2. They believe they need as much money and power personally to effect reasonable change

I think what Ilya, and every other researcher on the above list, saw, was money. They saw that there was unlimited demand for not compute, but for companies that would say “there is unlimited demand for compute”. Perhaps this money was a means to an end, but this is a tightrope to walk intellectually when you are saying on one hand that money will be useless in a super abundant future, and on the other hand you need as much money before then as possible to make sure the AGI doesn’t turn us all into paperclips instead of giving us super abundance. Can all these rational morally burdened computer scientists really believe that only in their Aesop-scented hands will the future be secure?
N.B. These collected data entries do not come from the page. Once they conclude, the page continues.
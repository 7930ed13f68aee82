//! Core types module - shared data structures and constants
//!
//! This module defines the fundamental types used throughout the application.
//! All types are pure data structures with no external dependencies, making them
//! usable in any context (core model, validation, terminal rendering).
//!
//! # Face layout
//!
//! Each of the four triangular faces holds 9 tiles, indexed 0-8 in this
//! triangular pattern:
//!
//! ```text
//!       0
//!     1 2 3
//! 4 5 6 7 8
//! ```
//!
//! Tile positions fall into three fixed classes:
//!
//! | Class | Positions |
//! |---------|-----------|
//! | Tips | 0, 4, 8 |
//! | Edges | 1, 3, 6 |
//! | Centers | 2, 5, 7 |
//!
//! # Solved configuration
//!
//! | Face | Color |
//! |-------|--------|
//! | Front | Red |
//! | Right | Blue |
//! | Left | Green |
//! | Base | Yellow |

/// Number of tiles on a single face.
pub const FACE_TILES: usize = 9;

/// Number of faces on the puzzle.
pub const FACE_COUNT: usize = 4;

/// Total tile slots across the whole puzzle.
pub const TILE_COUNT: usize = FACE_TILES * FACE_COUNT;

/// Tile positions that form a face's edge pieces.
pub const EDGE_POSITIONS: [usize; 3] = [1, 3, 6];

/// Tile positions that form a face's tip (corner) pieces.
pub const TIP_POSITIONS: [usize; 3] = [0, 4, 8];

/// Tile positions that form a face's center pieces.
pub const CENTER_POSITIONS: [usize; 3] = [2, 5, 7];

/// Tile colors
///
/// The set is closed: every tile holds exactly one of these four values,
/// so color matches are exhaustive with no unknown branch.
#[derive(Debug, Clone, Copy, PartialEq, Eq, Hash)]
pub enum Color {
    Red,
    Blue,
    Green,
    Yellow,
}

impl Color {
    /// All colors in canonical order.
    pub const ALL: [Color; 4] = [Color::Red, Color::Blue, Color::Green, Color::Yellow];

    /// Parse a color from its single-letter code (case-insensitive).
    pub fn from_char(c: char) -> Option<Self> {
        match c.to_ascii_uppercase() {
            'R' => Some(Color::Red),
            'B' => Some(Color::Blue),
            'G' => Some(Color::Green),
            'Y' => Some(Color::Yellow),
            _ => None,
        }
    }

    /// Single-letter code used in the triangular text layout.
    pub fn as_char(&self) -> char {
        match self {
            Color::Red => 'R',
            Color::Blue => 'B',
            Color::Green => 'G',
            Color::Yellow => 'Y',
        }
    }

    /// Lowercase color name.
    pub fn as_str(&self) -> &'static str {
        match self {
            Color::Red => "red",
            Color::Blue => "blue",
            Color::Green => "green",
            Color::Yellow => "yellow",
        }
    }

    /// Dense index into per-color tables (tally arrays and the like).
    pub fn index(&self) -> usize {
        match self {
            Color::Red => 0,
            Color::Blue => 1,
            Color::Green => 2,
            Color::Yellow => 3,
        }
    }
}

/// Face identifiers
///
/// Closed set of the four faces. `ALL` fixes the canonical iteration and
/// display order.
#[derive(Debug, Clone, Copy, PartialEq, Eq, Hash)]
pub enum FaceId {
    Front,
    Right,
    Left,
    Base,
}

impl FaceId {
    /// All faces in canonical order: Front, Right, Left, Base.
    pub const ALL: [FaceId; 4] = [FaceId::Front, FaceId::Right, FaceId::Left, FaceId::Base];

    /// Parse a face id from its name (case-insensitive).
    pub fn from_str(s: &str) -> Option<Self> {
        match s.to_lowercase().as_str() {
            "front" => Some(FaceId::Front),
            "right" => Some(FaceId::Right),
            "left" => Some(FaceId::Left),
            "base" => Some(FaceId::Base),
            _ => None,
        }
    }

    /// Face name for display.
    pub fn as_str(&self) -> &'static str {
        match self {
            FaceId::Front => "Front",
            FaceId::Right => "Right",
            FaceId::Left => "Left",
            FaceId::Base => "Base",
        }
    }

    /// Dense index into per-face storage.
    pub fn index(&self) -> usize {
        match self {
            FaceId::Front => 0,
            FaceId::Right => 1,
            FaceId::Left => 2,
            FaceId::Base => 3,
        }
    }

    /// The color this face carries in the solved configuration.
    pub fn solved_color(&self) -> Color {
        match self {
            FaceId::Front => Color::Red,
            FaceId::Right => Color::Blue,
            FaceId::Left => Color::Green,
            FaceId::Base => Color::Yellow,
        }
    }
}

impl std::fmt::Display for FaceId {
    fn fmt(&self, f: &mut std::fmt::Formatter<'_>) -> std::fmt::Result {
        f.write_str(self.as_str())
    }
}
3. They are hypocrites or liars

They don’t actually believe what they are saying, when they say that there is any kind of terminal date upon which the current rules of society and economics will cease to exist. Or, they do, but they are behaving in ways opposite from what they’ve suggested everybody else ought to behave. The only person in the AI giga influencer sphere who is behaving as if they believe what they are saying is Eliezer, who is loudly pronouncing that AI will kill everybody and doing everything he can to make sure as many people know that that could happen as possible. Everybody else is acting more like Jensen Huang or Yann LeCun are correct, that either this form of AI will never approach anything like AGI, and / or that there is no future point of inflection, just an infinite running curve along the same line as all technological progress.
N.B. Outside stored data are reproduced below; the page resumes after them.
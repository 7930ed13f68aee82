//! Validation module - structural and color-balance checks
//!
//! Two checks run in sequence. The structural check confirms every face holds
//! exactly 9 tiles; the balance check then tallies all 36 tiles and requires
//! each color to appear exactly 9 times. Balance is necessary for any legal
//! state, solved or scrambled; it is not sufficient for solvedness, which
//! [`crate::cube::Cube::is_solved`] checks separately.

use std::fmt;

use pyraminx_types::{Color, FaceId, FACE_TILES};

use crate::cube::Cube;

/// Per-color tile tally across the whole cube.
#[derive(Debug, Clone, Copy, PartialEq, Eq)]
pub struct ColorCounts {
    counts: [usize; 4],
}

impl ColorCounts {
    /// Tally every tile of every face.
    pub fn tally(cube: &Cube) -> Self {
        let mut counts = [0usize; 4];
        for id in FaceId::ALL {
            for &tile in cube.face(id).tiles() {
                counts[tile.index()] += 1;
            }
        }
        Self { counts }
    }

    /// Observed count for one color.
    pub fn count(&self, color: Color) -> usize {
        self.counts[color.index()]
    }

    /// Total tiles observed across all faces.
    pub fn total(&self) -> usize {
        self.counts.iter().sum()
    }

    /// Whether every color appears exactly [`FACE_TILES`] times.
    pub fn is_balanced(&self) -> bool {
        self.counts.iter().all(|&n| n == FACE_TILES)
    }
}

impl fmt::Display for ColorCounts {
    fn fmt(&self, f: &mut fmt::Formatter<'_>) -> fmt::Result {
        let mut first = true;
        for color in Color::ALL {
            if !first {
                write!(f, ", ")?;
            }
            first = false;
            write!(f, "{} {}", self.count(color), color.as_str())?;
        }
        Ok(())
    }
}

/// Why a cube layout is not a legal puzzle state.
#[derive(thiserror::Error, Debug, Clone, PartialEq, Eq)]
pub enum ValidationError {
    /// A face does not hold exactly 9 tiles.
    #[error("face {face} is malformed: expected 9 tiles, found {found}")]
    MalformedFace { face: FaceId, found: usize },
    /// Some color does not appear exactly 9 times. Carries the full
    /// observed tally so callers can diagnose the discrepancy.
    #[error("expected 9 of each color, but found {counts}")]
    ColorImbalance { counts: ColorCounts },
}

/// Check that `cube` is a legal puzzle state.
///
/// Faces are checked in canonical order and the first malformed face is
/// reported; the color tally only runs once the structure is sound.
pub fn validate(cube: &Cube) -> Result<(), ValidationError> {
    for id in FaceId::ALL {
        let found = cube.face(id).len();
        if found != FACE_TILES {
            return Err(ValidationError::MalformedFace { face: id, found });
        }
    }

    let counts = ColorCounts::tally(cube);
    if !counts.is_balanced() {
        return Err(ValidationError::ColorImbalance { counts });
    }

    Ok(())
}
4. Our capitalist society is so fundamentally flawed that even with myriad beliefs and motivations, the only correct action is to start a multi-billion $ company

It’s the attention economy, baby! The Carcinization into social media of all human output – if you swapped Ilya with Hari Seldon, old Hari would be on Sand Hill Road raising money for the Second Foundation AI Lab. I can’t name 10 public intellectuals in the United States, but I can probably name 10 shitposters about AI on Twitter. Regardless of your intent, if you believe big things need to happen to engineer the world in the direction it needs to travel, most of the people in the rationality cult believe having a Big Presence on Twitter is a key part to getting there, and the biggest presences on Twitter are the millionaire billionaires who run big tech companies.
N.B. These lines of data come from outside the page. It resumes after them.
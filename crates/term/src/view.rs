//! View: maps faces and cubes into triangular text.
//!
//! This module is pure (no I/O). It can be unit-tested.
//!
//! Each face renders as three centered rows:
//!
//! ```text
//!     R
//!   R R R
//! R R R R R
//! ```

use pyraminx_core::cube::{Cube, Face};
use pyraminx_types::FaceId;

/// Tile position span of each rendered row: `(start, end)` into the face.
pub const ROW_SPANS: [(usize, usize); 3] = [(0, 1), (1, 4), (4, 9)];

/// Leading spaces before each rendered row.
pub const ROW_INDENTS: [usize; 3] = [4, 2, 0];

/// Placeholder for a tile slot a malformed face does not hold.
const MISSING_TILE: char = '?';

/// Render one face into the triangular layout, one letter per tile,
/// newline-terminated.
pub fn render_face(face: &Face) -> String {
    let mut out = String::new();
    for (row, &(start, end)) in ROW_SPANS.iter().enumerate() {
        for _ in 0..ROW_INDENTS[row] {
            out.push(' ');
        }
        for pos in start..end {
            if pos > start {
                out.push(' ');
            }
            out.push(face.tile(pos).map(|c| c.as_char()).unwrap_or(MISSING_TILE));
        }
        out.push('\n');
    }
    out
}

/// Render all four faces in canonical order, each under its face name.
pub fn render_cube(cube: &Cube) -> String {
    let mut out = String::new();
    for id in FaceId::ALL {
        out.push_str(id.as_str());
        out.push_str(":\n");
        out.push_str(&render_face(cube.face(id)));
    }
    out
}

#[cfg(test)]
mod tests {
    use super::*;
    use pyraminx_types::Color;

    #[test]
    fn face_renders_as_triangle() {
        let face = Face::solid(Color::Red);
        assert_eq!(render_face(&face), "    R\n  R R R\nR R R R R\n");
    }

    #[test]
    fn face_renders_each_color_letter() {
        let face = Face::from_tiles(vec![
            Color::Red,
            Color::Blue,
            Color::Green,
            Color::Yellow,
            Color::Red,
            Color::Blue,
            Color::Green,
            Color::Yellow,
            Color::Red,
        ]);
        assert_eq!(render_face(&face), "    R\n  B G Y\nR B G Y R\n");
    }

    #[test]
    fn short_face_renders_placeholders() {
        let face = Face::from_tiles(vec![Color::Blue; 2]);
        assert_eq!(render_face(&face), "    B\n  B ? ?\n? ? ? ? ?\n");
    }
}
The answer is probably some combination of the above reasons (most things are, after all, complex). Humans often contain such contradictions. It’s possible many true altruistic AI researchers also believe they need to found their own company and also shit-post about it on twitter to enhance it’s value to thread a needle on the timing between their own lab’s success and the emergence of AGI. I’ve often wondered if the conditions of the world order at present are perhaps as suboptimal for long term human flourishing as they could possibly be, for the moment of AI’s emergence. We have a tremendously polarized political environment in the US, where the majority of the AI labs are located. The only other country with any chance of developing AGI is China, where though their AI researches do have a slightly better track record of positive public statements about AI, the overall profit motive is similar enough to suggest that they are behaving rather similarly as the US AI technological complex. It’s perhaps most unfortunate then that we have so few people to look to for accurate information about what threat AI truly poses, and on what timeline – every AI researcher has placed themselves in a position where their own economic incentives are so strongly aligned to saying the most absurd doomer things that none of them can really be taken sincerely.